Grande, negra, perturbante, a varejeira sobrevoou a nova sala do Museu de Évora, onde o majestoso políptico flamengo da Vida da Virgem se encontra exposto à admiração da grei. Ante a investida alada, o garoto, sete anos desarvorados em cinco réis de gente, deu um pulo, desceu os degraus que formam um pequeno anfiteatro e, com o boné de pala em riste, procurou dar caça ao insecto. Nessa altura, a funcionária circunstante tomou-se de brios e foi no encalço da mosca minaz. Ignoro a sorte que decidiu a refrega, se a houve: voltei costas ao magnífico retábulo quinhentista e dispus-me a percorrer as outras galerias da pinacoteca, agora valorizada por incontáveis trabalhos de restauro e investigação.
Entre nós, há por certo museus maiores e museus mais ricos (se esta última, benévola palavra se presta à nomeação de um ror de penúrias). Mas o acervo eborense, notavelmente ecléctico por mor do legado de Frei Manuel do Cenáculo, oferece raro panorama da pintura antiga portuguesa (entre o secreto Grão Vasco e o luminoso Sequeira, descobre-se, com surpresa, uma tela de André Gonçalves, A Sagrada Família, que quase desmente a pobreza pictórica do Barroco nacional). E isto a par da colecção de arte estrangeira, pouco menos do que impensável num museu regional, onde avultam os círculos de Gerard David, Guido Reni ou Rembrandt, e nomes ilustres como Morales, Teniers ou Avercamp. Há ainda o caso ímpar, mas equívoco, de Álvaro Pires de Évora, pintor português de nascimento, mas escolar italiano, ao modo aurífero de Siena.
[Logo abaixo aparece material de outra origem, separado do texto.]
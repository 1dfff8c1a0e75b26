//! Shoppers who can log in.
//!
//! User fixtures follow the randomuser.me shape. Only the `login` block is
//! interpreted; everything else is kept as opaque profile JSON.

use secrecy::{ExposeSecret, SecretString};
use serde::{Deserialize, Deserializer};
use serde_json::{Map, Value};

use crate::store::Entity;
use crate::types::UserId;

/// Login credentials for a user.
///
/// Passwords are stored in plaintext (this is a mock backend) but wrapped in
/// `SecretString` so they never show up in `Debug` output or logs.
#[derive(Debug, Clone, Deserialize)]
pub struct Login {
    pub username: String,
    #[serde(deserialize_with = "deserialize_secret")]
    pub password: SecretString,
    /// Remaining login fields (salt, hashes, ...), unused.
    #[serde(flatten)]
    pub extra: Map<String, Value>,
}

impl Login {
    /// Exact, case-sensitive match on both username and password.
    #[must_use]
    pub fn matches(&self, username: &str, password: &str) -> bool {
        self.username == username && self.password.expose_secret() == password
    }
}

fn deserialize_secret<'de, D>(deserializer: D) -> Result<SecretString, D::Error>
where
    D: Deserializer<'de>,
{
    String::deserialize(deserializer).map(SecretString::from)
}

/// A user before it has an ID.
#[derive(Debug, Clone, Deserialize)]
pub struct NewUser {
    pub login: Login,
    #[serde(flatten)]
    pub profile: Map<String, Value>,
}

/// A stored user.
#[derive(Debug, Clone)]
pub struct User {
    pub id: UserId,
    pub login: Login,
    pub profile: Map<String, Value>,
}

impl Entity for User {
    type Id = UserId;
    type New = NewUser;

    fn from_new(id: Self::Id, new: Self::New) -> Self {
        Self {
            id,
            login: new.login,
            profile: new.profile,
        }
    }

    fn id(&self) -> Self::Id {
        self.id
    }
}
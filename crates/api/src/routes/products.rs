//! Product route handlers.

use axum::{
    Json,
    extract::{Query, State},
};
use tracing::instrument;

use catalog_mock_core::Product;

use crate::state::AppState;

/// Search parameters for the product listing.
#[derive(Debug, Default, PartialEq, Eq)]
pub struct SearchQuery {
    /// Substring to look for in product descriptions.
    pub query: Option<String>,
}

impl SearchQuery {
    /// Pick the search term out of decoded query-string pairs.
    ///
    /// The first non-empty `query` wins; other parameters are ignored.
    #[must_use]
    pub fn from_pairs(pairs: Vec<(String, String)>) -> Self {
        let query = pairs
            .into_iter()
            .find(|(key, value)| key == "query" && !value.is_empty())
            .map(|(_, value)| value);
        Self { query }
    }
}

/// List all products, or those whose description contains `query`.
///
/// The query string is read as raw pairs so that repeated or unknown
/// parameters never reject the request.
///
/// # Route
///
/// `GET /v1/products`
#[instrument(skip(state))]
pub async fn index(
    State(state): State<AppState>,
    Query(pairs): Query<Vec<(String, String)>>,
) -> Json<Vec<Product>> {
    let search = SearchQuery::from_pairs(pairs);
    let products = state.catalog().products().read().await.all().to_vec();

    let matches = match search.query {
        Some(query) => products
            .into_iter()
            .filter(|product| product.matches_query(&query))
            .collect(),
        None => products,
    };

    Json(matches)
}
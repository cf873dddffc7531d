use std::collections::HashMap;

use once_cell::sync::Lazy;

const GLYPH_HEIGHT: usize = 5;
const GLYPH_WIDTH: usize = 5;
const LETTER_SPACING: usize = 1;
const FILL_CHAR: char = '█';
const SHADOW_CHAR: char = '▒';

type Glyph = [&'static str; GLYPH_HEIGHT];

const FALLBACK: Glyph = [" 111 ", "1   1", "  11 ", "     ", "  1  "];

static GLYPHS: Lazy<HashMap<char, Glyph>> = Lazy::new(|| {
    HashMap::from([
        ('A', [" 111 ", "1   1", "11111", "1   1", "1   1"]),
        ('E', ["11111", "1    ", "1111 ", "1    ", "11111"]),
        ('I', ["11111", "  1  ", "  1  ", "  1  ", "11111"]),
        ('L', ["1    ", "1    ", "1    ", "1    ", "11111"]),
        ('R', ["1111 ", "1   1", "1111 ", "1  1 ", "1   1"]),
        ('S', [" 1111", "1    ", " 111 ", "    1", "1111 "]),
        ('V', ["1   1", "1   1", "1   1", " 1 1 ", "  1  "]),
        ('W', ["1   1", "1   1", "1 1 1", "11 11", "1   1"]),
        ('Y', ["1   1", " 1 1 ", "  1  ", "  1  ", "  1  "]),
        (' ', ["     ", "     ", "     ", "     ", "     "]),
    ])
});

/// Render `text` in block letters with a one-cell drop shadow.
pub fn render(text: &str) -> Vec<String> {
    let content: Vec<char> = text.chars().map(|c| c.to_ascii_uppercase()).collect();
    let height = GLYPH_HEIGHT + 1;
    if content.is_empty() {
        return vec![String::new(); height];
    }

    let width = content.len() * (GLYPH_WIDTH + LETTER_SPACING) + 1;
    let mut canvas = vec![vec![' '; width]; height];
    for (index, ch) in content.iter().enumerate() {
        let glyph = GLYPHS.get(ch).unwrap_or(&FALLBACK);
        let x_offset = index * (GLYPH_WIDTH + LETTER_SPACING);
        for (y, row) in glyph.iter().enumerate() {
            for (x, symbol) in row.chars().enumerate() {
                if symbol == '1' {
                    place(&mut canvas, y, x_offset + x, FILL_CHAR);
                    place(&mut canvas, y + 1, x_offset + x + 1, SHADOW_CHAR);
                }
            }
        }
    }

    canvas
        .into_iter()
        .map(|row| row.into_iter().collect::<String>().trim_end().to_string())
        .collect()
}

/// Display width of the widest rendered line.
pub fn width(lines: &[String]) -> usize {
    lines
        .iter()
        .map(|line| line.chars().count())
        .max()
        .unwrap_or(0)
}

fn place(canvas: &mut [Vec<char>], y: usize, x: usize, ch: char) {
    let Some(cell) = canvas.get_mut(y).and_then(|row| row.get_mut(x)) else {
        return;
    };
    if *cell == ' ' || (*cell == SHADOW_CHAR && ch == FILL_CHAR) {
        *cell = ch;
    }
}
Reaberto há poucos dias, o museu ressurgiu de um hiato: cinco anos de obras que custaram uns quantos milhões de euros. No sábado, ao começo da tarde, apesar da boa nova, e a despeito dos tesouros que guarda, não teria sequer uma dezena de visitantes nas suas salas. Há ali história, arte e pensamento que implicam a Nação – mas os portugueses vão perdendo os derradeiros vínculos à Pátria. Às vezes, percebo que nos tornámos uma gente crassa, e lembro-me daquela senhora, então Ministra da Cultura, que, vai para dois anos, afirmou haver demasiada arte portuguesa nos museus nacionais (ou coisa que o valha: cito de memória, está bem de ver). Com a violência de um insulto, tudo fica irremediavelmente no seu lugar. Tudo, ou quase…
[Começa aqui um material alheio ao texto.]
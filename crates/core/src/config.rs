//! Application configuration.
//!
//! Values come from built-in defaults, then `<config_dir>/railres/config.toml`,
//! then `RAILRES_*` environment variables.

use std::{
    fs,
    path::{Path, PathBuf},
    time::Duration,
};

use anyhow::{Context, Result};
use serde::Deserialize;

/// Currency symbol used when none is configured.
pub const DEFAULT_CURRENCY_SYMBOL: &str = "₹";
/// Message shown after a cancellation when none is configured.
pub const DEFAULT_REFUND_NOTICE: &str = "Refund will be processed within 7-10 working days.";
/// Directory under the user's config directory holding the config file.
pub const CONFIG_DIR: &str = "railres";
/// Config file name.
pub const CONFIG_FILE: &str = "config.toml";
/// Prefix for environment overrides, e.g. `RAILRES_CURRENCY_SYMBOL`.
pub const ENV_PREFIX: &str = "RAILRES";

const DEFAULT_CONFIG_TOML: &str = r#"# Railway reservation console settings.

# Symbol printed in front of every amount.
currency_symbol = "₹"

# Ask for a yes/no confirmation (showing the refund) before cancelling.
confirm_cancellation = true

# Shown after a ticket is cancelled.
refund_notice = "Refund will be processed within 7-10 working days."

# Log file directory, relative to the working directory unless absolute.
log_dir = "logs"

# Input poll interval in milliseconds.
tick_rate_ms = 250
"#;

/// Settings for the console driver. Fare rules are fixed and not configurable.
#[derive(Debug, Clone, PartialEq, Eq, Deserialize)]
#[serde(default)]
pub struct AppConfig {
    /// Symbol printed in front of amounts.
    pub currency_symbol: String,
    /// Whether cancellation asks for confirmation first.
    pub confirm_cancellation: bool,
    /// Cosmetic message shown after a cancellation.
    pub refund_notice: String,
    /// Directory receiving the log file.
    pub log_dir: PathBuf,
    /// Input poll interval in milliseconds.
    pub tick_rate_ms: u64,
}

impl Default for AppConfig {
    fn default() -> Self {
        Self {
            currency_symbol: DEFAULT_CURRENCY_SYMBOL.to_string(),
            confirm_cancellation: true,
            refund_notice: DEFAULT_REFUND_NOTICE.to_string(),
            log_dir: PathBuf::from("logs"),
            tick_rate_ms: 250,
        }
    }
}

impl AppConfig {
    /// Load from the default location plus environment overrides.
    pub fn load() -> Result<Self> {
        Self::load_from(default_config_path())
    }

    /// Load from `path` plus environment overrides. A missing file is not an error.
    pub fn load_from(path: impl AsRef<Path>) -> Result<Self> {
        let path = path.as_ref();
        let settings = ::config::Config::builder()
            .add_source(
                ::config::File::from(path)
                    .format(::config::FileFormat::Toml)
                    .required(false),
            )
            .add_source(::config::Environment::with_prefix(ENV_PREFIX).try_parsing(true))
            .build()
            .with_context(|| format!("failed to read configuration {}", path.display()))?;
        settings
            .try_deserialize()
            .with_context(|| format!("invalid configuration in {}", path.display()))
    }

    /// Poll interval as a duration, never zero.
    pub fn tick_rate(&self) -> Duration {
        Duration::from_millis(self.tick_rate_ms.max(1))
    }
}

/// `<config_dir>/railres/config.toml`, falling back to the working directory.
pub fn default_config_path() -> PathBuf {
    dirs::config_dir()
        .unwrap_or_else(|| PathBuf::from("."))
        .join(CONFIG_DIR)
        .join(CONFIG_FILE)
}

/// Write the default config file if none exists yet. Returns its path and
/// whether it was written just now.
pub fn ensure_default_config() -> Result<(PathBuf, bool)> {
    let path = default_config_path();
    let created = ensure_default_config_at(&path)?;
    Ok((path, created))
}

/// Write the default config to `path` unless a file is already there.
/// Returns whether a file was written.
pub fn ensure_default_config_at(path: impl AsRef<Path>) -> Result<bool> {
    let path = path.as_ref();
    if path.exists() {
        return Ok(false);
    }
    if let Some(parent) = path.parent() {
        fs::create_dir_all(parent)
            .with_context(|| format!("failed to create {}", parent.display()))?;
    }
    fs::write(path, DEFAULT_CONFIG_TOML)
        .with_context(|| format!("failed to write {}", path.display()))?;
    Ok(true)
}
No sábado, por várias vezes surpreendi Joaquim Oliveira Caetano, o entusiástico director do museu, vagueando pelas salas desertas. Inconfundível nos seus óculos de massa, reconheci-o por semelhança com a fotografia que o Público dera à estampa na segunda-feira anterior, dia da reabertura, amplamente divulgada em quatro páginas daquele jornal. Não sei o que o levaria a estar por ali, naquele dia, àquela hora: se uma dedicação tenaz, extremada ao ponto humílimo de suprir a falta manifesta do pessoal vigilante; se o maravilhamento de quem contempla na obra acabada a realização criadora de um sonho antigo; se a natural expectativa de uma afluência ridente, no primeiro dia de lazer desta nova era.
Revisitava a galeria da pintura portuguesa mais tardia, quando a funcionária zelosa se abeirou do seu director:
– Talvez o senhor doutor pudesse tratar da mosca que está ali pousada…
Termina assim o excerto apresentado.